Proc Natl Acad Sci U S A 2019 May 15;116(19):9543-9551. Epub 2019 Apr 15.
State Key Laboratory of Medical Genomics, Shanghai Institute of Hematology, National Research Center for Translational Medicine, Ruijin Hospital affiliated with Shanghai Jiao Tong University School of Medicine, 200025 Shanghai, China;
Relapsed and refractory (R/R) multiple myeloma (MM) patients have very poor prognosis. Chimeric antigen receptor modified T (CAR T) cells is an emerging approach in treating hematopoietic malignancies. Here we conducted the clinical trial of a biepitope-targeting CAR T against B cell maturation antigen (BCMA) (LCAR-B38M) in 17 R/R MM cases. CAR T cells were i.v. infused after lymphodepleting chemotherapy. Two delivery methods, three infusions versus one infusion of the total CAR T dose, were tested in, respectively, 8 and 9 cases.

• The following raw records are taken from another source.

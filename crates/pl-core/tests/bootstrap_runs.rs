//! Bootstrap reproducibility and goodness-of-fit behavior.

use pl_core::{
    bootstrap, bootstrap_p, estimate_parameters, BootstrapConfig, ErrorKind, FailurePolicy,
    Family, PowerLaw, Univariate,
};
use rand::rngs::StdRng;
use rand::SeedableRng;

fn fibonacci() -> Vec<f64> {
    vec![1.0, 2.0, 2.0, 3.0, 5.0, 8.0, 13.0, 21.0, 34.0, 55.0]
}

fn continuous_sample(n: usize, seed: u64) -> Vec<f64> {
    let truth = PowerLaw::continuous(2.5, 1.0).unwrap();
    let mut rng = StdRng::seed_from_u64(seed);
    (0..n).map(|_| truth.sample(&mut rng)).collect()
}

#[test]
fn fibonacci_goodness_of_fit() {
    let data = fibonacci();
    let fit = estimate_parameters(&data, Family::Discrete, None, 1e5).unwrap();
    let config = BootstrapConfig::default().with_sims(20).with_seed(0);
    let result = bootstrap_p(&data, &fit.distribution, &config).unwrap();
    let p = result.p_value.unwrap();
    assert!((0.0..=1.0).contains(&p));
    assert_eq!(result.fits.len() + result.failed, 20);
    assert!(result.reference_ks.unwrap() >= 0.0);
}

#[test]
fn identical_inputs_give_identical_results() {
    let data = fibonacci();
    let fit = estimate_parameters(&data, Family::Discrete, None, 1e5).unwrap();
    let config = BootstrapConfig::default().with_sims(10).with_seed(99);
    let first = bootstrap(&data, &fit.distribution, &config).unwrap();
    let second = bootstrap(&data, &fit.distribution, &config).unwrap();
    assert_eq!(first.fits, second.fits);
}

#[test]
fn different_seeds_differ() {
    let data = continuous_sample(200, 1);
    let fit = estimate_parameters(&data, Family::Continuous, None, 1e5).unwrap();
    let a = bootstrap(&data, &fit.distribution, &BootstrapConfig::default().with_seed(1)).unwrap();
    let b = bootstrap(&data, &fit.distribution, &BootstrapConfig::default().with_seed(2)).unwrap();
    assert_ne!(a.fits, b.fits);
}

#[test]
fn parallel_matches_sequential() {
    let data = continuous_sample(300, 5);
    let fit = estimate_parameters(&data, Family::Continuous, None, 1e5).unwrap();
    let sequential = BootstrapConfig::default().with_sims(12).with_seed(7);
    let parallel = sequential.clone().with_parallel(true);
    let a = bootstrap_p(&data, &fit.distribution, &sequential).unwrap();
    let b = bootstrap_p(&data, &fit.distribution, &parallel).unwrap();
    assert_eq!(a, b);
}

#[test]
fn prefix_of_simulations_is_stable() {
    // Simulation i does not depend on how many simulations run.
    let data = continuous_sample(150, 9);
    let fit = estimate_parameters(&data, Family::Continuous, None, 1e5).unwrap();
    let short = bootstrap(&data, &fit.distribution, &BootstrapConfig::default().with_sims(4))
        .unwrap();
    let long = bootstrap(&data, &fit.distribution, &BootstrapConfig::default().with_sims(8))
        .unwrap();
    assert_eq!(short.fits[..], long.fits[..4]);
}

#[test]
fn explicit_candidates_bound_refits() {
    let data = continuous_sample(200, 3);
    let fit = estimate_parameters(&data, Family::Continuous, None, 1e5).unwrap();
    let xmins = vec![1.0, 1.5, 2.0];
    let config = BootstrapConfig::default().with_xmins(xmins.clone());
    let result = bootstrap(&data, &fit.distribution, &config).unwrap();
    assert!(result.fits.iter().all(|f| xmins.contains(&f.xmin())));
}

#[test]
fn skip_policy_counts_failures() {
    let data = fibonacci();
    let reference = PowerLaw::discrete(2.0, 1.0).unwrap();
    let config = BootstrapConfig::default()
        .with_sims(4)
        .with_xmins(vec![1e300])
        .with_failure_policy(FailurePolicy::Skip);
    let err = bootstrap(&data, &reference, &config).unwrap_err();
    assert_eq!(err.kind(), ErrorKind::InvalidParameter);
}
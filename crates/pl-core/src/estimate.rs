//! Maximum-likelihood exponent fit with KS-minimizing cutoff search.
//!
//! For every candidate cutoff the observations at or above it form the tail;
//! the exponent is fitted by MLE on that tail and the fit is scored by its
//! KS distance over `[xmin, xmax]`. The candidate with the smallest distance
//! wins, ties going to the smaller cutoff.
//!
//! # Exponent estimators
//!
//! - Continuous: closed form `α = 1 + n / Σ ln(x / xmin)`.
//! - Discrete: root of the score `-ζ'(α, xmin)/ζ(α, xmin) = mean(ln x)`,
//!   found by bisection on a bracket grown from the continuous
//!   approximation `1 + n / Σ ln(x / (xmin - ½))`.
//!
//! The data are sorted once. Each candidate's tail is a suffix located by
//! binary search and `Σ ln x` comes from suffix sums, so a candidate costs
//! one KS sweep over its tail.

use crate::config::{DiscreteSolverConfig, FitConfig};
use crate::distribution::{Family, PowerLaw};
use crate::error::{PowerLawError, Result};
use crate::ks::ks_distance_sorted;
use pl_math::hurwitz_zeta_log_derivative;
use rayon::prelude::*;
use serde::Serialize;
use tracing::{debug, trace};

/// Outcome of a cutoff search.
#[derive(Debug, Clone, PartialEq, Serialize)]
pub struct FitResult {
    pub distribution: PowerLaw,
    /// KS distance of the fit over `[xmin, xmax]`.
    pub ks: f64,
    /// Observations at or above `xmin` used for the exponent.
    pub n_tail: usize,
}

impl FitResult {
    pub fn alpha(&self) -> f64 {
        self.distribution.alpha()
    }

    pub fn xmin(&self) -> f64 {
        self.distribution.xmin()
    }
}

/// Sorted distinct finite values of `data`.
pub fn unique_sorted(data: &[f64]) -> Vec<f64> {
    let mut values: Vec<f64> = data.iter().copied().filter(|x| x.is_finite()).collect();
    values.sort_by(f64::total_cmp);
    values.dedup();
    values
}

/// Candidate cutoffs used when none are given: the positive unique values.
pub(crate) fn default_candidates(data: &[f64]) -> Vec<f64> {
    let mut values = unique_sorted(data);
    values.retain(|&x| x > 0.0);
    values
}

/// Fit with default settings and the given KS upper bound.
///
/// `xmins` defaults to the positive unique values of `data`.
pub fn estimate_parameters(
    data: &[f64],
    family: Family,
    xmins: Option<&[f64]>,
    xmax: f64,
) -> Result<FitResult> {
    let config = FitConfig::default().with_xmax(xmax);
    estimate_parameters_with(data, family, xmins, &config)
}

/// Fit with explicit settings.
pub fn estimate_parameters_with(
    data: &[f64],
    family: Family,
    xmins: Option<&[f64]>,
    config: &FitConfig,
) -> Result<FitResult> {
    config.validate()?;
    let sorted = SortedSample::new(data)?;

    let candidates: Vec<f64> = match xmins {
        Some(xmins) => {
            if let Some(bad) = xmins.iter().find(|x| !x.is_finite() || **x <= 0.0) {
                return Err(PowerLawError::invalid(format!(
                    "candidate xmin must be positive and finite, got {}",
                    bad
                )));
            }
            xmins.to_vec()
        }
        None => default_candidates(data),
    };
    if candidates.is_empty() {
        return Err(PowerLawError::invalid("no candidate xmin values"));
    }

    debug!(
        target: "pl_core::estimate",
        %family,
        n = sorted.values.len(),
        candidates = candidates.len(),
        xmax = config.xmax,
        parallel = config.parallel,
        "searching xmin"
    );

    let outcomes: Vec<Result<Candidate>> = if config.parallel {
        candidates
            .par_iter()
            .map(|&xmin| sorted.evaluate(family, xmin, config))
            .collect()
    } else {
        candidates
            .iter()
            .map(|&xmin| sorted.evaluate(family, xmin, config))
            .collect()
    };

    let mut best: Option<FitResult> = None;
    let mut saw_degenerate = false;
    let mut steepest: Option<PowerLawError> = None;
    for outcome in outcomes {
        match outcome? {
            Candidate::Fit(fit) => {
                if best.as_ref().is_none_or(|current| prefer(&fit, current)) {
                    best = Some(fit);
                }
            }
            Candidate::Degenerate => saw_degenerate = true,
            Candidate::Steep(error) => steepest = Some(error),
            Candidate::Ineligible => {}
        }
    }

    match (best, steepest) {
        (Some(fit), _) => {
            debug!(
                target: "pl_core::estimate",
                alpha = fit.alpha(),
                xmin = fit.xmin(),
                ks = fit.ks,
                n_tail = fit.n_tail,
                "selected fit"
            );
            Ok(fit)
        }
        (None, Some(error)) => Err(error),
        (None, None) if saw_degenerate => Err(PowerLawError::degenerate(
            "every eligible tail sits entirely at its cutoff",
        )),
        (None, None) => Err(PowerLawError::invalid(format!(
            "no candidate xmin leaves at least {} observations",
            config.min_tail
        ))),
    }
}

/// Smaller KS wins; equal KS goes to the smaller cutoff.
fn prefer(candidate: &FitResult, incumbent: &FitResult) -> bool {
    candidate.ks < incumbent.ks
        || (candidate.ks == incumbent.ks && candidate.xmin() < incumbent.xmin())
}

impl PowerLaw {
    /// Plain MLE with `xmin = min(data)`, no cutoff search.
    pub fn fit_mle(family: Family, data: &[f64]) -> Result<FitResult> {
        let sorted = SortedSample::new(data)?;
        let xmin = match sorted.values.first() {
            Some(&x) if x > 0.0 => x,
            Some(&x) => {
                return Err(PowerLawError::invalid(format!(
                    "fit_mle needs positive data, smallest value is {}",
                    x
                )))
            }
            None => return Err(PowerLawError::invalid("empty dataset")),
        };
        let config = FitConfig::default().with_xmax(f64::INFINITY);
        match sorted.evaluate(family, xmin, &config)? {
            Candidate::Fit(fit) => Ok(fit),
            Candidate::Degenerate => Err(PowerLawError::degenerate(format!(
                "all observations equal {}",
                xmin
            ))),
            Candidate::Steep(error) => Err(error),
            Candidate::Ineligible => Err(PowerLawError::invalid(
                "fit_mle needs at least two observations",
            )),
        }
    }
}

enum Candidate {
    Fit(FitResult),
    /// Tail too small for a fit.
    Ineligible,
    /// Every tail point equals the cutoff.
    Degenerate,
    /// The exponent root lies above `alpha_max`.
    Steep(PowerLawError),
}

/// Ascending copy of the data with suffix sums of `ln x`.
struct SortedSample {
    values: Vec<f64>,
    /// `log_suffix[i] = Σ_{j >= i} ln values[j]`, over positive values only.
    log_suffix: Vec<f64>,
}

impl SortedSample {
    fn new(data: &[f64]) -> Result<Self> {
        if data.is_empty() {
            return Err(PowerLawError::invalid("empty dataset"));
        }
        if let Some(bad) = data.iter().find(|x| !x.is_finite()) {
            return Err(PowerLawError::invalid(format!(
                "data must be finite, found {}",
                bad
            )));
        }
        let mut values = data.to_vec();
        values.sort_by(f64::total_cmp);

        let mut log_suffix = vec![0.0; values.len() + 1];
        for i in (0..values.len()).rev() {
            let ln_x = if values[i] > 0.0 { values[i].ln() } else { 0.0 };
            log_suffix[i] = log_suffix[i + 1] + ln_x;
        }
        Ok(Self { values, log_suffix })
    }

    fn evaluate(&self, family: Family, xmin: f64, config: &FitConfig) -> Result<Candidate> {
        let start = self.values.partition_point(|&x| x < xmin);
        let n_tail = self.values.len() - start;
        if n_tail < config.min_tail {
            trace!(target: "pl_core::estimate", xmin, n_tail, "skipping candidate: tail too small");
            return Ok(Candidate::Ineligible);
        }
        // Every tail point sits at the cutoff: Σ ln(x / xmin) = 0.
        if self.values[self.values.len() - 1] <= xmin {
            trace!(target: "pl_core::estimate", xmin, n_tail, "skipping candidate: tail equals xmin");
            return Ok(Candidate::Degenerate);
        }
        let end = self.values.partition_point(|&x| x <= config.xmax);
        if end <= start {
            trace!(target: "pl_core::estimate", xmin, "skipping candidate: tail lies above xmax");
            return Ok(Candidate::Ineligible);
        }

        let sum_ln = self.log_suffix[start];
        let n = n_tail as f64;
        let alpha = match family {
            Family::Continuous => {
                let sum_excess = sum_ln - n * xmin.ln();
                if sum_excess <= 0.0 {
                    return Ok(Candidate::Degenerate);
                }
                1.0 + n / sum_excess
            }
            Family::Discrete => match discrete_alpha(xmin, sum_ln / n, &config.discrete)? {
                Root::Found(alpha) => alpha,
                Root::AboveCeiling { iterations, score } => {
                    trace!(
                        target: "pl_core::estimate",
                        xmin,
                        score,
                        "skipping candidate: exponent above alpha_max"
                    );
                    return Ok(Candidate::Steep(PowerLawError::Convergence {
                        iterations,
                        residual: score,
                    }));
                }
            },
        };

        let distribution = PowerLaw::new(family, alpha, xmin)?;
        let ks = ks_distance_sorted(&self.values[start..end], &distribution);
        trace!(target: "pl_core::estimate", xmin, alpha, ks, n_tail, "candidate fitted");
        Ok(Candidate::Fit(FitResult {
            distribution,
            ks,
            n_tail,
        }))
    }
}

#[derive(Debug, Clone, Copy, PartialEq)]
pub(crate) enum Root {
    Found(f64),
    /// The score is still positive at `alpha_max`.
    AboveCeiling { iterations: usize, score: f64 },
}

/// Discrete exponent MLE for a tail with the given mean of `ln x`.
///
/// The score `-ζ'/ζ(α, xmin) - mean_ln` falls strictly from `+inf` at
/// `α -> 1` to `ln xmin - mean_ln < 0`, so a bracket always exists unless the
/// root lies beyond `alpha_max`. That case is reported as
/// [`Root::AboveCeiling`] rather than an error: a tail of a few large,
/// adjacent counts has a legitimately huge exponent.
pub(crate) fn discrete_alpha(
    xmin: f64,
    mean_ln: f64,
    solver: &DiscreteSolverConfig,
) -> Result<Root> {
    let score = |alpha: f64| -hurwitz_zeta_log_derivative(alpha, xmin) - mean_ln;
    let lower_limit = 1.0 + 1e-9;

    let shifted = if xmin > 0.5 { xmin - 0.5 } else { xmin };
    let start = (1.0 + 1.0 / (mean_ln - shifted.ln())).clamp(lower_limit, solver.alpha_max);

    let mut iterations = 0usize;
    let check = |value: f64, iterations: usize, width: f64| -> Result<f64> {
        if value.is_nan() {
            return Err(PowerLawError::Convergence {
                iterations,
                residual: width,
            });
        }
        Ok(value)
    };

    let s0 = check(score(start), 0, f64::INFINITY)?;
    if s0 == 0.0 {
        return Ok(Root::Found(start));
    }

    // Grow a bracket [lo, hi] with score(lo) > 0 > score(hi).
    let (mut lo, mut hi);
    if s0 > 0.0 {
        lo = start;
        let mut step = (start - 1.0).max(0.5);
        loop {
            iterations += 1;
            let probe = (lo + step).min(solver.alpha_max);
            let s = check(score(probe), iterations, step)?;
            if s <= 0.0 {
                hi = probe;
                break;
            }
            lo = probe;
            if probe >= solver.alpha_max {
                return Ok(Root::AboveCeiling { iterations, score: s });
            }
            if iterations >= solver.max_iterations {
                return Err(PowerLawError::Convergence {
                    iterations,
                    residual: s,
                });
            }
            step *= 2.0;
        }
    } else {
        hi = start;
        loop {
            iterations += 1;
            let probe = (1.0 + (hi - 1.0) / 2.0).max(lower_limit);
            let s = check(score(probe), iterations, hi - probe)?;
            if s > 0.0 {
                lo = probe;
                break;
            }
            hi = probe;
            if probe <= lower_limit || iterations >= solver.max_iterations {
                return Err(PowerLawError::Convergence {
                    iterations,
                    residual: s,
                });
            }
        }
    }

    while hi - lo > solver.tolerance {
        if iterations >= solver.max_iterations {
            return Err(PowerLawError::Convergence {
                iterations,
                residual: hi - lo,
            });
        }
        iterations += 1;
        let mid = 0.5 * (lo + hi);
        let s = check(score(mid), iterations, hi - lo)?;
        if s > 0.0 {
            lo = mid;
        } else {
            hi = mid;
        }
    }
    Ok(Root::Found(0.5 * (lo + hi)))
}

No response differences were noted among the two delivery subgroups. Together, after CAR T cell infusion, 10 cases experienced a mild cytokine release syndrome (CRS), 6 had severe but manageable CRS, and 1 died of a very severe toxic reaction. The abundance of BCMA and cytogenetic marker del(17p) and the elevation of IL-6 were the key indicators for severe CRS. Among 17 cases, the overall response rate was 88.2%, with 13 achieving stringent complete response (sCR) and 2 reaching very good partial response (VGPR), while 1 was a nonresponder. With a median follow-up of 417 days, 8 patients remained in sCR or VGPR, whereas 6 relapsed after sCR and 1 had progressive disease (PD) after VGPR. CAR T cells were high in most cases with stable response but low in 6 out of 7 relapse/PD cases. Notably, positive anti-CAR antibody constituted a high-risk factor for relapse/PD, and patients who received prior autologous hematopoietic stem cell transplantation had more durable response. Thus, biepitopic CAR T against BCMA represents a promising therapy for R/R MM, while most adverse effects are clinically manageable.